- YOUR ASSIGNMENT -
Nothing in the entries should change; repeat them exactly.

- Data items -
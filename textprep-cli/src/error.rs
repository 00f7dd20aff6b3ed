//! Error handling for the CLI application

use std::fmt;

/// CLI-specific errors raised before the pipeline runs
#[derive(Debug)]
pub enum CliError {
    /// No input files were given or none could be resolved
    NoInputs,
    /// Invalid glob pattern
    InvalidPattern(String),
    /// Configuration error
    ConfigError(String),
}

impl fmt::Display for CliError {
    fn fmt(&self, f: &mut fmt::Formatter<'_>) -> fmt::Result {
        match self {
            CliError::NoInputs => write!(f, "No input files given"),
            CliError::InvalidPattern(pattern) => write!(f, "Invalid file pattern: {pattern}"),
            CliError::ConfigError(msg) => write!(f, "Configuration error: {msg}"),
        }
    }
}

impl std::error::Error for CliError {}

/// Result type alias for CLI operations
pub type CliResult<T> = Result<T, anyhow::Error>;
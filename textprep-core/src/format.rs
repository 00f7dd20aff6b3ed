//! Per-unit line formatters
//!
//! Each formatter turns one sentence unit into exactly one line of output
//! (without the trailing newline).

use crate::types::{ParseTree, TaggedToken, Token};

const SENTENCE_OPEN: &str = "<s> ";
const SENTENCE_CLOSE: &str = " </s>";

/// Turns one analyzed unit into one output line
pub trait UnitFormatter {
    /// The unit type this formatter renders
    type Unit;

    /// Render a unit as a single line
    fn format(&self, unit: &Self::Unit) -> String;
}

/// `<s> DT NN VBD </s>`
#[derive(Debug, Default, Clone, Copy)]
pub struct TagFormatter;

impl UnitFormatter for TagFormatter {
    type Unit = Vec<TaggedToken>;

    fn format(&self, unit: &Self::Unit) -> String {
        let tags: Vec<&str> = unit.iter().map(|t| t.tag.as_str()).collect();
        format!("{SENTENCE_OPEN}{}{SENTENCE_CLOSE}", tags.join(" "))
    }
}

/// `<s> The cat sat .  </s>`
///
/// Every word is followed by a space, so the closing delimiter is preceded
/// by two spaces. Existing `.sen` consumers rely on this layout.
#[derive(Debug, Default, Clone, Copy)]
pub struct SentenceFormatter;

impl UnitFormatter for SentenceFormatter {
    type Unit = Vec<Token>;

    fn format(&self, unit: &Self::Unit) -> String {
        let mut line = String::from(SENTENCE_OPEN);
        for token in unit {
            line.push_str(&token.word);
            line.push(' ');
        }
        line.push_str(SENTENCE_CLOSE);
        line
    }
}

/// `(S(NP(DT)(NN))(VP(VBD))(.))`
///
/// Terminals render as nothing; only the label structure is kept.
#[derive(Debug, Default, Clone, Copy)]
pub struct TreeFormatter;

impl TreeFormatter {
    fn render_into(tree: &ParseTree, out: &mut String) {
        if tree.is_leaf() {
            return;
        }
        out.push('(');
        out.push_str(&tree.label);
        for child in &tree.children {
            Self::render_into(child, out);
        }
        out.push(')');
    }
}

impl UnitFormatter for TreeFormatter {
    type Unit = ParseTree;

    /// A childless node still renders as `(label)`; it is only skipped when
    /// reached as a child, since it is a terminal then.
    fn format(&self, unit: &Self::Unit) -> String {
        let mut out = String::new();
        out.push('(');
        out.push_str(&unit.label);
        for child in &unit.children {
            Self::render_into(child, &mut out);
        }
        out.push(')');
        out
    }
}

/// First `max_chars` characters of `line`
pub fn preview(line: &str, max_chars: usize) -> &str {
    match line.char_indices().nth(max_chars) {
        Some((idx, _)) => &line[..idx],
        None => line,
    }
}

- TASK OUTPUT -
filename textprep-cli/src/error.rs
repository 00f7dd20aff6b3ed
//! Error handling for the CLI application

use std::fmt;

/// CLI-specific errors raised before the pipeline runs
#[derive(Debug)]
pub enum CliError {
    /// No input files were given or none could be resolved
    NoInputs,
    /// Invalid glob pattern
    InvalidPattern(String),
    /// Configuration error
    ConfigError(String),
}

impl fmt::Display for CliError {
    fn fmt(&self, f: &mut fmt::Formatter<'_>) -> fmt::Result {
        match self {
            CliError::NoInputs => write!(f, "No input files given"),
            CliError::InvalidPattern(pattern) => write!(f, "Invalid file pattern: {pattern}"),
            CliError::ConfigError(msg) => write!(f, "Configuration error: {msg}"),
        }
    }
}

impl std::error::Error for CliError {}

/// Result type alias for CLI operations
pub type CliResult<T> = Result<T, anyhow::Error>;
filename textprep-core/src/format.rs
repository 00f7dd20aff6b3ed
//! Per-unit line formatters
//!
//! Each formatter turns one sentence unit into exactly one line of output
//! (without the trailing newline).

use crate::types::{ParseTree, TaggedToken, Token};

const SENTENCE_OPEN: &str = "<s> ";
const SENTENCE_CLOSE: &str = " </s>";

/// Turns one analyzed unit into one output line
pub trait UnitFormatter {
    /// The unit type this formatter renders
    type Unit;

    /// Render a unit as a single line
    fn format(&self, unit: &Self::Unit) -> String;
}

/// `<s> DT NN VBD </s>`
#[derive(Debug, Default, Clone, Copy)]
pub struct TagFormatter;

impl UnitFormatter for TagFormatter {
    type Unit = Vec<TaggedToken>;

    fn format(&self, unit: &Self::Unit) -> String {
        let tags: Vec<&str> = unit.iter().map(|t| t.tag.as_str()).collect();
        format!("{SENTENCE_OPEN}{}{SENTENCE_CLOSE}", tags.join(" "))
    }
}

/// `<s> The cat sat .  </s>`
///
/// Every word is followed by a space, so the closing delimiter is preceded
/// by two spaces. Existing `.sen` consumers rely on this layout.
#[derive(Debug, Default, Clone, Copy)]
pub struct SentenceFormatter;

impl UnitFormatter for SentenceFormatter {
    type Unit = Vec<Token>;

    fn format(&self, unit: &Self::Unit) -> String {
        let mut line = String::from(SENTENCE_OPEN);
        for token in unit {
            line.push_str(&token.word);
            line.push(' ');
        }
        line.push_str(SENTENCE_CLOSE);
        line
    }
}

/// `(S(NP(DT)(NN))(VP(VBD))(.))`
///
/// Terminals render as nothing; only the label structure is kept.
#[derive(Debug, Default, Clone, Copy)]
pub struct TreeFormatter;

impl TreeFormatter {
    fn render_into(tree: &ParseTree, out: &mut String) {
        if tree.is_leaf() {
            return;
        }
        out.push('(');
        out.push_str(&tree.label);
        for child in &tree.children {
            Self::render_into(child, out);
        }
        out.push(')');
    }
}

impl UnitFormatter for TreeFormatter {
    type Unit = ParseTree;

    /// A childless node still renders as `(label)`; it is only skipped when
    /// reached as a child, since it is a terminal then.
    fn format(&self, unit: &Self::Unit) -> String {
        let mut out = String::new();
        out.push('(');
        out.push_str(&unit.label);
        for child in &unit.children {
            Self::render_into(child, &mut out);
        }
        out.push(')');
        out
    }
}

/// First `max_chars` characters of `line`
pub fn preview(line: &str, max_chars: usize) -> &str {
    match line.char_indices().nth(max_chars) {
        Some((idx, _)) => &line[..idx],
        None => line,
    }
}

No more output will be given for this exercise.